Asking Whether Or Not Batman v Superman Is a Box Office Hit Is Asking the Wrong Question

Batman v Superman is a hit, so says comScore box office analyst Paul Dergarabedian. He was but one of several analysts quoted in The Hollywood Reporter‘s recent article “Box Office: The Verdict for Batman v Superman: Dawn of Justice.” At this point, BvS has concluded its significant box office run meaning it’s fair to look at the numbers and draw some conclusions. That’s exactly what THR did, arguing that regardless of what you may think about BvS as a movie its bonafides as a box office hit cannot be denied. It’s the #7 comic book movie all-time worldwide (currently $862m), #6 internationally (currently $537m) and #11 domestically (currently $325m). Even after you adjust for inflation, it’s still WB’s top-grossing comic book movie behind Tim Burton’s two Batman movies and Christopher Nolan two Dark Knight titles.

Here’s the full quote from Dergarabedian:

“In what world is $862 million not a hit? Despite tepid reviews and mixed audience response, the power of the brand and the novelty of the two iconic super heroes going ‘mano a mano’ has delivered an unqualified global success. From a box office perspective this is a blockbuster hit no matter you slice it.”

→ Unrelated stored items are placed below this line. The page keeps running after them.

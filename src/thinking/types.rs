use chrono::{DateTime, Utc};
use serde::{Deserialize, Deserializer, Serialize, Serializer};
use std::fmt;

/// Highest revision ordinal a single step number can carry (`N.1` through `N.9`)
pub const MAX_REVISIONS_PER_STEP: u8 = 9;

/// Position of a step within a process.
///
/// Original steps are `(base, 0)`. A revision of step `N` takes the next free
/// ordinal for `N`, so the first correction of step 2 is `2.1`, the second
/// `2.2`, and so on. Ordering and equality use the pair, never a float.
#[derive(Debug, Clone, Copy, PartialEq, Eq, PartialOrd, Ord, Hash)]
pub struct ThoughtNumber {
    base: u32,
    revision: u8,
}

impl ThoughtNumber {
    pub fn new(base: u32) -> Self {
        Self { base, revision: 0 }
    }

    pub(crate) fn with_revision(base: u32, revision: u8) -> Self {
        Self { base, revision }
    }

    pub fn base(&self) -> u32 {
        self.base
    }

    pub fn revision(&self) -> u8 {
        self.revision
    }

    /// Numeric view, `base + revision / 10`
    pub fn as_f64(&self) -> f64 {
        // one rounding step: the tenths count is exact in f64
        (f64::from(self.base) * 10.0 + f64::from(self.revision)) / 10.0
    }

    /// Parse a caller-supplied number such as `2` or `2.1`.
    ///
    /// Returns `None` for anything that cannot name a step: non-finite or
    /// below 1, or a fractional part that is not a single tenth digit.
    pub fn from_f64(value: f64) -> Option<Self> {
        if !value.is_finite() || value < 1.0 {
            return None;
        }

        // Shortest round-trip decimal form, so `1000000000.1` keeps its tenth
        let text = value.to_string();
        let (whole, fraction) = text.split_once('.').unwrap_or((text.as_str(), ""));
        let base: u32 = whole.parse().ok()?;
        let revision: u8 = match fraction {
            "" => 0,
            digit if digit.len() == 1 => digit.parse().ok()?,
            _ => return None,
        };

        if revision > MAX_REVISIONS_PER_STEP {
            return None;
        }

        Some(Self { base, revision })
    }
}

impl fmt::Display for ThoughtNumber {
    fn fmt(&self, f: &mut fmt::Formatter<'_>) -> fmt::Result {
        if self.revision == 0 {
            write!(f, "{}", self.base)
        } else {
            write!(f, "{}.{}", self.base, self.revision)
        }
    }
}

impl Serialize for ThoughtNumber {
    fn serialize<S: Serializer>(&self, serializer: S) -> Result<S::Ok, S::Error> {
        if self.revision == 0 {
            serializer.serialize_u32(self.base)
        } else {
            serializer.serialize_f64(self.as_f64())
        }
    }
}

impl<'de> Deserialize<'de> for ThoughtNumber {
    fn deserialize<D: Deserializer<'de>>(deserializer: D) -> Result<Self, D::Error> {
        let value = f64::deserialize(deserializer)?;
        ThoughtNumber::from_f64(value)
            .ok_or_else(|| serde::de::Error::custom(format!("invalid thought number: {}", value)))
    }
}

/// How a recorded step entered the sequence
#[derive(Debug, Clone, Copy, PartialEq, Eq, Serialize, Deserialize)]
#[serde(rename_all = "lowercase")]
pub enum StepKind {
    Append,
    Revision,
    Branch,
}

/// One recorded unit of reasoning
#[derive(Debug, Clone, Serialize, Deserialize)]
pub struct ThoughtStep {
    pub thought_number: ThoughtNumber,
    pub thought: String,
    /// Caller's hint that more steps follow; not enforced
    pub next_thought_needed: bool,
    /// Caller's running estimate of the step count; not enforced
    pub total_thoughts: u32,
    pub confidence: f64,
    #[serde(skip_serializing_if = "Option::is_none")]
    pub alternatives: Option<Vec<String>>,
    pub reasoning: String,
    pub kind: StepKind,
    #[serde(skip_serializing_if = "Option::is_none")]
    pub parent: Option<ThoughtNumber>,
    pub timestamp: DateTime<Utc>,
}

/// Hints supplied when a process is started.
///
/// The store keeps them on the process untouched; the handler layer reads
/// `max_steps` and the enable flags.
#[derive(Debug, Clone, PartialEq, Serialize, Deserialize)]
pub struct StartOptions {
    pub max_steps: Option<u32>,
    pub allow_branching: bool,
    pub allow_revision: bool,
    pub seed: Option<String>,
}

impl Default for StartOptions {
    fn default() -> Self {
        Self {
            max_steps: None,
            allow_branching: true,
            allow_revision: true,
            seed: None,
        }
    }
}

#[derive(Debug, Clone, Serialize, Deserialize)]
pub struct ProcessMetadata {
    pub start_time: DateTime<Utc>,
    pub end_time: Option<DateTime<Utc>>,
    pub total_steps: usize,
    pub confidence: f64,
}

/// One reasoning session
#[derive(Debug, Clone, Serialize, Deserialize)]
pub struct ThinkingProcess {
    pub id: String,
    pub problem: String,
    pub options: StartOptions,
    pub thoughts: Vec<ThoughtStep>,
    pub current_step: usize,
    pub completed: bool,
    pub solution: Option<String>,
    pub metadata: ProcessMetadata,
}

impl ThinkingProcess {
    pub(crate) fn new(problem: String, options: StartOptions) -> Self {
        Self {
            id: uuid::Uuid::new_v4().to_string(),
            problem,
            options,
            thoughts: Vec::new(),
            current_step: 0,
            completed: false,
            solution: None,
            metadata: ProcessMetadata {
                start_time: Utc::now(),
                end_time: None,
                total_steps: 0,
                confidence: 0.0,
            },
        }
    }

    /// Index of the step numbered `number`, if any
    pub fn position_of(&self, number: ThoughtNumber) -> Option<usize> {
        self.thoughts.iter().position(|t| t.thought_number == number)
    }

    pub(crate) fn sync_step_count(&mut self) {
        self.current_step = self.thoughts.len();
        self.metadata.total_steps = self.thoughts.len();
    }
}

/// Caller-provided fields shared by every kind of think request
#[derive(Debug, Clone)]
pub struct ThoughtContent {
    pub thought: String,
    pub thought_number: u32,
    pub total_thoughts: u32,
    pub next_thought_needed: bool,
    pub confidence: Option<f64>,
}

impl ThoughtContent {
    pub fn new(thought: impl Into<String>, thought_number: u32, total_thoughts: u32) -> Self {
        Self {
            thought: thought.into(),
            thought_number,
            total_thoughts,
            next_thought_needed: true,
            confidence: None,
        }
    }

    pub fn with_confidence(mut self, confidence: f64) -> Self {
        self.confidence = Some(confidence);
        self
    }

    pub fn with_next_thought_needed(mut self, needed: bool) -> Self {
        self.next_thought_needed = needed;
        self
    }
}

/// What the store should do with a new step
#[derive(Debug, Clone, Copy, PartialEq, Eq)]
pub enum ThoughtKind {
    /// Push at the tail
    Append,
    /// Splice right after `parent` with the next revision ordinal, optionally
    /// also carrying the three alternative phrasings of a branch
    Revise {
        parent: ThoughtNumber,
        with_alternatives: bool,
    },
    /// Push at the tail with three alternative phrasings
    Branch { parent: ThoughtNumber },
}

#[derive(Debug, Clone)]
pub struct ThoughtRequest {
    pub content: ThoughtContent,
    pub kind: ThoughtKind,
}

impl ThoughtRequest {
    pub fn append(content: ThoughtContent) -> Self {
        Self {
            content,
            kind: ThoughtKind::Append,
        }
    }

    pub fn revise(parent: ThoughtNumber, content: ThoughtContent) -> Self {
        Self {
            content,
            kind: ThoughtKind::Revise {
                parent,
                with_alternatives: false,
            },
        }
    }

    pub fn branch(parent: ThoughtNumber, content: ThoughtContent) -> Self {
        Self {
            content,
            kind: ThoughtKind::Branch { parent },
        }
    }
}

#[cfg(test)]
mod tests {
    use super::*;

    #[test]
    fn test_thought_number_parsing() {
        assert_eq!(ThoughtNumber::from_f64(2.0), Some(ThoughtNumber::new(2)));
        assert_eq!(
            ThoughtNumber::from_f64(2.1),
            Some(ThoughtNumber::with_revision(2, 1))
        );
        assert_eq!(
            ThoughtNumber::from_f64(12.9),
            Some(ThoughtNumber::with_revision(12, 9))
        );
        assert_eq!(ThoughtNumber::from_f64(0.0), None);
        assert_eq!(ThoughtNumber::from_f64(-3.0), None);
        assert_eq!(ThoughtNumber::from_f64(2.15), None);
        assert_eq!(ThoughtNumber::from_f64(f64::NAN), None);
        assert_eq!(ThoughtNumber::from_f64(5_000_000_000.0), None);
    }

    #[test]
    fn test_large_thought_numbers_keep_their_revision() {
        assert_eq!(
            ThoughtNumber::from_f64(1_000_000_000.1),
            Some(ThoughtNumber::with_revision(1_000_000_000, 1))
        );
        assert_eq!(
            ThoughtNumber::from_f64(4_000_000_000.3),
            Some(ThoughtNumber::with_revision(4_000_000_000, 3))
        );
        let number = ThoughtNumber::with_revision(3_999_999_999, 7);
        assert_eq!(ThoughtNumber::from_f64(number.as_f64()), Some(number));
    }

    #[test]
    fn test_revision_sorts_after_parent() {
        let parent = ThoughtNumber::new(2);
        let revision = ThoughtNumber::with_revision(2, 1);
        assert!(parent < revision);
        assert!(revision < ThoughtNumber::new(3));
        assert!((revision.as_f64() - 2.1).abs() < f64::EPSILON);
        assert_eq!(revision.to_string(), "2.1");
    }

    #[test]
    fn test_thought_number_serialization() {
        assert_eq!(serde_json::to_string(&ThoughtNumber::new(4)).unwrap(), "4");
        assert_eq!(
            serde_json::to_string(&ThoughtNumber::with_revision(4, 2)).unwrap(),
            "4.2"
        );
        let parsed: ThoughtNumber = serde_json::from_str("4.2").unwrap();
        assert_eq!(parsed, ThoughtNumber::with_revision(4, 2));
        assert!(serde_json::from_str::<ThoughtNumber>("0").is_err());
    }

    #[test]
    fn test_new_process_is_empty() {
        let process = ThinkingProcess::new("problem".to_string(), StartOptions::default());
        assert!(!process.completed);
        assert!(process.thoughts.is_empty());
        assert_eq!(process.metadata.total_steps, 0);
        assert!(process.metadata.end_time.is_none());
        assert!(uuid::Uuid::parse_str(&process.id).is_ok());
    }
}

He added the following caveat: “Now if you want to talk about the emotional enmity and critical lack of enthusiasm for the film, that’s a separate and distinctive argument. However that’s not relevant to box office-centric perspective that says this movie is a hit.”

At this point, though, asking whether or not Batman v Superman and its impossibly high production/marketing budget should be considered a box office hit is asking the wrong question. The “emotional enmity” and “critical lack of enthusiasm” make for the the bigger story.

For example, the THR article contained a chart breaking down the worldwide grosses of the top 10 comic book movies. The Avengers is #1 with $1.52 billion followed by Age of Ultron ($1.41b), Iron Man 3 ($1.22b), The Dark Knight Rises ($1.08b), The Dark Knight ($1.00b), Spider-Man 3 ($890.9m), BvS ($862m), Spider-Man ($821.7m), The Amazing Spider-Man 2 ($783.7m) and Guardians of the Galaxy ($773.3m).  That’s an understandable barometer of success, but isn’t it funny how ending up in the top 10 worldwide meant nothing for Spider-Man 3 and The Amazing Spider-Man 2, both of which ended their franchises?

Of course, Hollywood is in the business of making money, and turning a profit on Spider-Man 3 and The Amazing Spider-Man 2 is a win in Sony’s books. However, it didn’t buy them the social capital to keep making Spider-Man sequels with the same director nor the same set of actors and writers. Instead, planned sequels never left development hell and potential cinematic universes were snuffed out in their infancy.

That’s because when we talk about box office we’re never just talking about a cold, hard analysis of profitability (not that we ever truly know a movie’s final return on investment). We’re talking about expectations, and whether or not a film’s financial performance roughly lined up with its critical and fan reception. Disney can spend untold millions on Pirates of the Caribbean: On Stranger’s Tide and boast about ending up with a worldwide gross just over $1 billion, but then they’ll spend 6 years developing the sequel out of a fear that audiences had simply cooled on the property (it did set a new franchise low in the U.S./Canada) and the cost/benefit ratio of what they were spending versus what they were making called for a major adjustment. Paramount has been doing the same thing with Transformers, whose sequels keep taking longer and longer to arrive.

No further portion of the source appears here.